USB Type-CコネクタからのDisplayPort出力対応を強化
ビデオエレクトロニクス規格協会(以下、VESA)は米国時間の6月8日、USB Type-CコネクタとDisplayPort Altarnative Mode規格に対応した製品の早期認定プログラムを正式に開始したことを発表。6月9日、都内で説明会が開かれた。
DPロゴの付いたUSB Type-Cコネクタ。このコネクタを使えば、USBとDisplayPort両方が利用できる |
早期認証プログラムのパイロット版で認定された機器群。左はデルのノートPC、右はASUSのモバイルディスプレイ |
同じくパイロット版で認定された機器。LGの液晶ディスプレイ、Windows Phoneとドッキングステーション |
USBとDisplayPort、両方の検証機関認定を受けているGRL社の検証環境。手前のUSB DPコントローラーはGRLの製品だ |
説明を行ったJim Choate氏によると、現在最新のDisplayPort 1.4規格は1リンクあたり8.1Gbpsの転送能力があり、将来の8Kモニタにも対応できる。データ圧縮(DSC)、エラー訂正(FEC)、拡張マルチストリーム(MST)機能もサポートしているだけでなく、従来製品との互換性も保たれているという。また、DisplayPortは、VESAのメンバー企業にライセンス料なしで提供されていることもメリットに挙げた。

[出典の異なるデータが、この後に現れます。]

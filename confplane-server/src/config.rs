//! Server configuration.
//!
//! Configuration is loaded in the following order (later overrides earlier):
//! 1. Default values
//! 2. YAML config file (if specified via CONFPLANE_CONFIG)
//! 3. Environment variables

use confplane_broker::BrokerConfig;
use confplane_store::StoreConfig;
use serde::{Deserialize, Serialize};
use std::path::{Path, PathBuf};
use std::time::Duration;
use thiserror::Error;

/// Aggregate server configuration.
#[derive(Debug, Clone, Default, Serialize, Deserialize)]
#[serde(default)]
pub struct Config {
    /// Listener and credential settings.
    pub server: ServerSettings,
    /// Schema model sources.
    pub schema: SchemaSettings,
    /// Data-store executor settings.
    pub store: StoreConfig,
    /// Data-broker executor settings.
    pub broker: BrokerConfig,
    /// Monitoring publisher settings.
    pub monitoring: MonitoringConfig,
}

impl Config {
    /// Loads configuration from file, then applies environment variable overrides.
    pub fn load() -> Result<Self, ConfigError> {
        let mut config = Self::default();

        if let Ok(path) = std::env::var("CONFPLANE_CONFIG") {
            config = Self::from_file(&path)?;
        }

        config.apply_env_overrides();
        Ok(config)
    }

    /// Loads configuration from a YAML file.
    pub fn from_file(path: impl AsRef<Path>) -> Result<Self, ConfigError> {
        let path = path.as_ref();
        let content = std::fs::read_to_string(path)
            .map_err(|e| ConfigError::Io(path.to_path_buf(), e))?;
        let config: Config = serde_yaml::from_str(&content)
            .map_err(|e| ConfigError::Parse(path.to_path_buf(), e.to_string()))?;
        Ok(config)
    }

    fn apply_env_overrides(&mut self) {
        self.server.apply_env_overrides();
        self.schema.apply_env_overrides();
        self.monitoring.apply_env_overrides();

        if let Ok(size) = std::env::var("CONFPLANE_BROKER_QUEUE_SIZE") {
            if let Ok(n) = size.parse() {
                self.broker.max_queue_size = n;
            }
        }
    }

    /// Validates every section, failing fast on out-of-range values.
    pub fn validate(&self) -> Result<(), ConfigError> {
        self.server.validate()?;
        self.monitoring.validate()?;
        self.store
            .validate()
            .map_err(|e| ConfigError::Validation(e.to_string()))?;
        self.broker
            .validate()
            .map_err(|e| ConfigError::Validation(e.to_string()))?;
        Ok(())
    }
}

/// Listener and credential settings.
#[derive(Debug, Clone, Serialize, Deserialize)]
#[serde(default)]
pub struct ServerSettings {
    /// Host to bind to.
    pub host: String,
    /// Port to bind to (0 picks an ephemeral port).
    pub port: u16,
    /// Username clients must present.
    pub username: String,
    /// Password clients must present.
    pub password: String,
    /// Time allowed for a connection to reach Established, in milliseconds.
    pub connection_timeout_ms: u64,
    /// Idle timeout for established sessions, in seconds.
    pub idle_timeout_secs: u64,
    /// Worker threads for the I/O runtime the server runs on.
    pub max_io_threads: usize,
}

impl Default for ServerSettings {
    fn default() -> Self {
        Self {
            host: "127.0.0.1".to_string(),
            port: 2022,
            username: "confplane".to_string(),
            password: "confplane".to_string(),
            connection_timeout_ms: 5000,
            idle_timeout_secs: 300,
            max_io_threads: 10,
        }
    }
}

impl ServerSettings {
    fn apply_env_overrides(&mut self) {
        if let Ok(host) = std::env::var("CONFPLANE_HOST") {
            self.host = host;
        }
        if let Ok(port) = std::env::var("CONFPLANE_PORT") {
            if let Ok(n) = port.parse() {
                self.port = n;
            }
        }
        if let Ok(user) = std::env::var("CONFPLANE_USERNAME") {
            self.username = user;
        }
        if let Ok(pass) = std::env::var("CONFPLANE_PASSWORD") {
            self.password = pass;
        }
        if let Ok(timeout) = std::env::var("CONFPLANE_CONNECTION_TIMEOUT_MS") {
            if let Ok(ms) = timeout.parse() {
                self.connection_timeout_ms = ms;
            }
        }
        if let Ok(threads) = std::env::var("CONFPLANE_MAX_IO_THREADS") {
            if let Ok(n) = threads.parse() {
                self.max_io_threads = n;
            }
        }
    }

    /// Validates the settings.
    pub fn validate(&self) -> Result<(), ConfigError> {
        if self.host.is_empty() {
            return Err(ConfigError::Validation("host must not be empty".to_string()));
        }
        if self.username.is_empty() || self.password.is_empty() {
            return Err(ConfigError::Validation(
                "username and password must not be empty".to_string(),
            ));
        }
        if self.connection_timeout_ms == 0 {
            return Err(ConfigError::Validation(
                "connection_timeout_ms must be > 0".to_string(),
            ));
        }
        if self.max_io_threads == 0 {
            return Err(ConfigError::Validation(
                "max_io_threads must be > 0".to_string(),
            ));
        }
        Ok(())
    }

    /// Returns the bind address as "host:port".
    pub fn bind_addr(&self) -> String {
        format!("{}:{}", self.host, self.port)
    }

    /// Returns the negotiation deadline as a duration.
    pub fn connection_timeout(&self) -> Duration {
        Duration::from_millis(self.connection_timeout_ms)
    }

    /// Returns the established-session idle timeout as a duration.
    pub fn idle_timeout(&self) -> Duration {
        Duration::from_secs(self.idle_timeout_secs)
    }
}

/// Schema model sources.
#[derive(Debug, Clone, Default, Serialize, Deserialize)]
#[serde(default)]
pub struct SchemaSettings {
    /// Paths to JSON model source files, compiled at startup.
    pub model_paths: Vec<PathBuf>,
}

impl SchemaSettings {
    fn apply_env_overrides(&mut self) {
        if let Ok(paths) = std::env::var("CONFPLANE_MODELS") {
            self.model_paths = paths
                .split(',')
                .filter(|p| !p.is_empty())
                .map(PathBuf::from)
                .collect();
        }
    }
}

/// Monitoring publisher settings.
#[derive(Debug, Clone, Serialize, Deserialize)]
#[serde(default)]
pub struct MonitoringConfig {
    /// Seconds between state snapshots; 0 disables the publisher.
    pub update_interval_secs: u64,
    /// Threads kept in the publisher pool even when idle.
    pub core_pool_size: usize,
    /// Maximum threads in the publisher pool.
    pub max_thread_count: usize,
}

impl Default for MonitoringConfig {
    fn default() -> Self {
        Self {
            update_interval_secs: 10,
            core_pool_size: 10,
            max_thread_count: 20,
        }
    }
}

impl MonitoringConfig {
    fn apply_env_overrides(&mut self) {
        if let Ok(interval) = std::env::var("CONFPLANE_MONITOR_INTERVAL") {
            if let Ok(secs) = interval.parse() {
                self.update_interval_secs = secs;
            }
        }
    }

    /// Validates the settings. A zero interval is valid and means disabled.
    pub fn validate(&self) -> Result<(), ConfigError> {
        if self.max_thread_count == 0 {
            return Err(ConfigError::Validation(
                "monitoring max_thread_count must be > 0".to_string(),
            ));
        }
        if self.core_pool_size > self.max_thread_count {
            return Err(ConfigError::Validation(format!(
                "monitoring core_pool_size ({}) must not exceed max_thread_count ({})",
                self.core_pool_size, self.max_thread_count
            )));
        }
        Ok(())
    }

    /// Returns whether the publisher should run at all.
    pub fn is_disabled(&self) -> bool {
        self.update_interval_secs == 0
    }

    /// Returns the update interval as a duration.
    pub fn update_interval(&self) -> Duration {
        Duration::from_secs(self.update_interval_secs)
    }
}

/// Configuration error.
#[derive(Debug, Error)]
pub enum ConfigError {
    #[error("failed to read config file '{0}': {1}")]
    Io(PathBuf, std::io::Error),

    #[error("failed to parse config file '{0}': {1}")]
    Parse(PathBuf, String),

    #[error("configuration validation failed: {0}")]
    Validation(String),
}

#[cfg(test)]
mod tests {
    use super::*;

    #[test]
    fn test_default_config() {
        let config = Config::default();
        assert_eq!(config.server.port, 2022);
        assert_eq!(config.server.username, "confplane");
        assert_eq!(config.server.connection_timeout_ms, 5000);
        assert_eq!(config.server.max_io_threads, 10);
        assert_eq!(config.monitoring.update_interval_secs, 10);
        assert!(config.validate().is_ok());
    }

    #[test]
    fn test_empty_credentials_rejected() {
        let mut config = Config::default();
        config.server.password = String::new();
        assert!(config.validate().is_err());
    }

    #[test]
    fn test_zero_connection_timeout_rejected() {
        let mut config = Config::default();
        config.server.connection_timeout_ms = 0;
        assert!(config.validate().is_err());
    }

    #[test]
    fn test_zero_monitoring_interval_is_valid() {
        let mut config = Config::default();
        config.monitoring.update_interval_secs = 0;
        assert!(config.monitoring.is_disabled());
        assert!(config.validate().is_ok());
    }

    #[test]
    fn test_yaml_roundtrip() {
        let config = Config::default();
        let yaml = serde_yaml::to_string(&config).unwrap();
        let parsed: Config = serde_yaml::from_str(&yaml).unwrap();
        assert_eq!(parsed.server.port, config.server.port);
        assert_eq!(parsed.broker.max_queue_size, config.broker.max_queue_size);
    }

    #[test]
    fn test_from_file() {
        let dir = tempfile::tempdir().unwrap();
        let path = dir.path().join("confplane.yaml");
        std::fs::write(
            &path,
            "server:\n  port: 9830\nmonitoring:\n  update_interval_secs: 0\n",
        )
        .unwrap();

        let config = Config::from_file(&path).unwrap();
        assert_eq!(config.server.port, 9830);
        assert!(config.monitoring.is_disabled());
        // Untouched sections keep their defaults.
        assert_eq!(config.server.username, "confplane");
    }
}
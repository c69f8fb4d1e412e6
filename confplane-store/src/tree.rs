//! Copy-on-write data tree.
//!
//! A [`DataTree`] is a hierarchical, keyed structure mapping path segments
//! to values or sub-trees. Interior nodes are shared behind `Arc`, so
//! cloning a tree is O(1) and mutation clones only the path being written.
//! This is what makes snapshot reads free and transaction candidates
//! cheap.

use confplane_schema::DataPath;
use serde_json::Value;
use std::collections::BTreeMap;
use std::sync::Arc;

#[derive(Debug, Clone, Default)]
struct TreeNode {
    /// Scalar payload; `None` for interior nodes.
    value: Option<Value>,
    children: BTreeMap<String, Arc<TreeNode>>,
}

impl TreeNode {
    fn from_value(value: &Value) -> TreeNode {
        match value {
            Value::Object(map) => TreeNode {
                value: None,
                children: map
                    .iter()
                    .map(|(name, child)| (name.clone(), Arc::new(TreeNode::from_value(child))))
                    .collect(),
            },
            other => TreeNode {
                value: Some(other.clone()),
                children: BTreeMap::new(),
            },
        }
    }

    fn to_value(&self) -> Value {
        if let Some(value) = &self.value {
            return value.clone();
        }
        Value::Object(
            self.children
                .iter()
                .map(|(name, child)| (name.clone(), child.to_value()))
                .collect(),
        )
    }

    fn merge(&mut self, value: &Value) {
        match value {
            Value::Object(map) => {
                self.value = None;
                for (name, child_value) in map {
                    let child = self.children.entry(name.clone()).or_default();
                    Arc::make_mut(child).merge(child_value);
                }
            }
            other => {
                self.children.clear();
                self.value = Some(other.clone());
            }
        }
    }

    fn is_empty(&self) -> bool {
        self.value.is_none() && self.children.is_empty()
    }
}

/// A versionless, immutable-by-sharing data tree.
#[derive(Debug, Clone, Default)]
pub struct DataTree {
    root: Arc<TreeNode>,
}

impl DataTree {
    /// Returns an empty tree.
    pub fn new() -> Self {
        Self::default()
    }

    /// Builds a tree from a JSON object.
    pub fn from_value(value: &Value) -> Self {
        Self {
            root: Arc::new(TreeNode::from_value(value)),
        }
    }

    /// Returns true if the tree holds no data.
    pub fn is_empty(&self) -> bool {
        self.root.is_empty()
    }

    fn find(&self, path: &DataPath) -> Option<&TreeNode> {
        let mut node = self.root.as_ref();
        for segment in path.segments() {
            node = node.children.get(segment)?.as_ref();
        }
        Some(node)
    }

    /// Returns true if the path addresses existing data.
    pub fn contains(&self, path: &DataPath) -> bool {
        self.find(path).is_some()
    }

    /// Materializes the subtree at `path` as a JSON value, or `None` if
    /// the path does not exist.
    pub fn get(&self, path: &DataPath) -> Option<Value> {
        self.find(path).map(TreeNode::to_value)
    }

    /// Materializes the whole tree as a JSON value.
    pub fn to_value(&self) -> Value {
        self.root.to_value()
    }

    /// Descends to `path`, creating missing interior nodes, and returns a
    /// mutable reference. Nodes along the path are copied on write.
    fn make_path(&mut self, path: &DataPath) -> &mut TreeNode {
        let mut node = Arc::make_mut(&mut self.root);
        for segment in path.segments() {
            let child = node.children.entry(segment.clone()).or_default();
            node = Arc::make_mut(child);
        }
        node
    }

    /// Replaces the subtree at `path` with `value`.
    pub fn put(&mut self, path: &DataPath, value: &Value) {
        *self.make_path(path) = TreeNode::from_value(value);
    }

    /// Deep-merges `value` into the subtree at `path`: objects are merged
    /// key by key, scalars overwrite.
    pub fn merge(&mut self, path: &DataPath, value: &Value) {
        self.make_path(path).merge(value);
    }

    /// Removes the subtree at `path`. Returns false if nothing existed.
    pub fn delete(&mut self, path: &DataPath) -> bool {
        if path.is_root() {
            let existed = !self.is_empty();
            self.root = Arc::new(TreeNode::default());
            return existed;
        }
        if !self.contains(path) {
            return false;
        }
        let parent = path.parent().expect("non-root path has a parent");
        let last = path.last().expect("non-root path has a last segment");
        let parent_node = self.make_path(&parent);
        parent_node.children.remove(last).is_some()
    }
}
//! Static credential authentication.
//!
//! Sessions authenticate with a single username/password pair taken from
//! configuration and compared exactly. There is no retry at this layer;
//! a failed attempt closes the connection.

use crate::config::ServerSettings;

/// Validates client credentials against the configured pair.
#[derive(Debug, Clone)]
pub struct Authenticator {
    username: String,
    password: String,
}

impl Authenticator {
    pub fn new(settings: &ServerSettings) -> Self {
        Self {
            username: settings.username.clone(),
            password: settings.password.clone(),
        }
    }

    /// Returns whether the presented credentials match exactly.
    pub fn verify(&self, username: &str, password: &str) -> bool {
        username == self.username && password == self.password
    }
}

#[cfg(test)]
mod tests {
    use super::*;

    fn authenticator() -> Authenticator {
        Authenticator::new(&ServerSettings::default())
    }

    #[test]
    fn test_correct_credentials() {
        assert!(authenticator().verify("confplane", "confplane"));
    }

    #[test]
    fn test_wrong_password() {
        assert!(!authenticator().verify("confplane", "wrong"));
    }

    #[test]
    fn test_wrong_username() {
        assert!(!authenticator().verify("admin", "confplane"));
    }

    #[test]
    fn test_exact_match_is_case_sensitive() {
        assert!(!authenticator().verify("Confplane", "confplane"));
        assert!(!authenticator().verify("confplane", "CONFPLANE"));
    }

    #[test]
    fn test_empty_credentials_rejected() {
        assert!(!authenticator().verify("", ""));
    }
}
//! Broker error types.

use confplane_store::StoreError;
use thiserror::Error;

/// Errors from the data broker.
#[derive(Debug, Error)]
pub enum BrokerError {
    #[error("commit queue full: capacity {capacity} exceeded")]
    CapacityExceeded { capacity: usize },

    #[error("store error: {0}")]
    Store(#[from] StoreError),

    #[error("broker is shutting down")]
    ShuttingDown,

    #[error("broker stopped before the commit completed")]
    BrokerStopped,

    #[error("invalid broker configuration: {reason}")]
    InvalidConfig { reason: String },
}

impl BrokerError {
    /// Returns whether the caller should retry with a fresh transaction.
    pub fn is_conflict(&self) -> bool {
        matches!(self, BrokerError::Store(e) if e.is_conflict())
    }

    /// Returns whether the caller may retry the same submission with
    /// backoff.
    pub fn is_capacity_exceeded(&self) -> bool {
        matches!(self, BrokerError::CapacityExceeded { .. })
    }
}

従来、DisplayPortは二種類のコネクタ(標準サイズとミニサイズ)で接続されていたが、DisplayPort Altarnative Modeは、USB Type-Cコネクタを使用する。規格そのものは2014年9月に発表されていたものの、なかなか普及が進まなかった。今回の早期製品認定プログラムは、包括的な検証プログラムを使うことによって、短期間で製品開発が行える。
すでにパイロットプログラムがスタートしており、IntelのSkylakeリファレンスデザイン、デルやHPのタブレットおよびノートPC、LGやASUSのディスプレイ、Startech社のドッキングベイなどで実績を出している。2016年中には、数十の追加認証を行う予定とのことだ。また、製品ごとの互換性テストを行う「PlugTestイベント」を2015年に3回実施し、2016年も同じく3回を予定。製品間の相互運用性を、VESA自体がサポートしている。
DisplayPort 1.4の特徴。動画の圧縮や転送エラー訂正などが1.3から加わり、認定製品は2016年中に登場が期待されている |
相互運用性をチェックするイベントは2015年に3回、2016年も3回を予定。2016年はDisplayPort 1.4とDisplayPort Alternate Mode over USB Type-Cのテストが含まれる |
USB Type-Cのコネクタの説明。USB 2.0とUSB 3.x(またはDisplayPort Alternate Mode)がそれぞれ2つ入り、電源ピンも4つに強化。ホストとデバイスで同じコネクタが使える |
USB Type-CコネクタでDisplayPort Alternate Modeを使うと、モバイル機器のコネクタ数も減らせる |
今回の説明会には、検証を行う企業のGRL社も登壇。GRL社の機器とWindowsベースのデジタルオシロスコープを併用した、テスト環境と手順について説明があった。
GRLのDisplayPort Alternate Mode over USB Type-C認定作業は現在、台湾のラボを中心に作業しているが、米国(サンタクララ)、インド、日本(横浜)のテストラボでも可能。将来的には、GRLの全ラボで認定可能にしたいと述べた。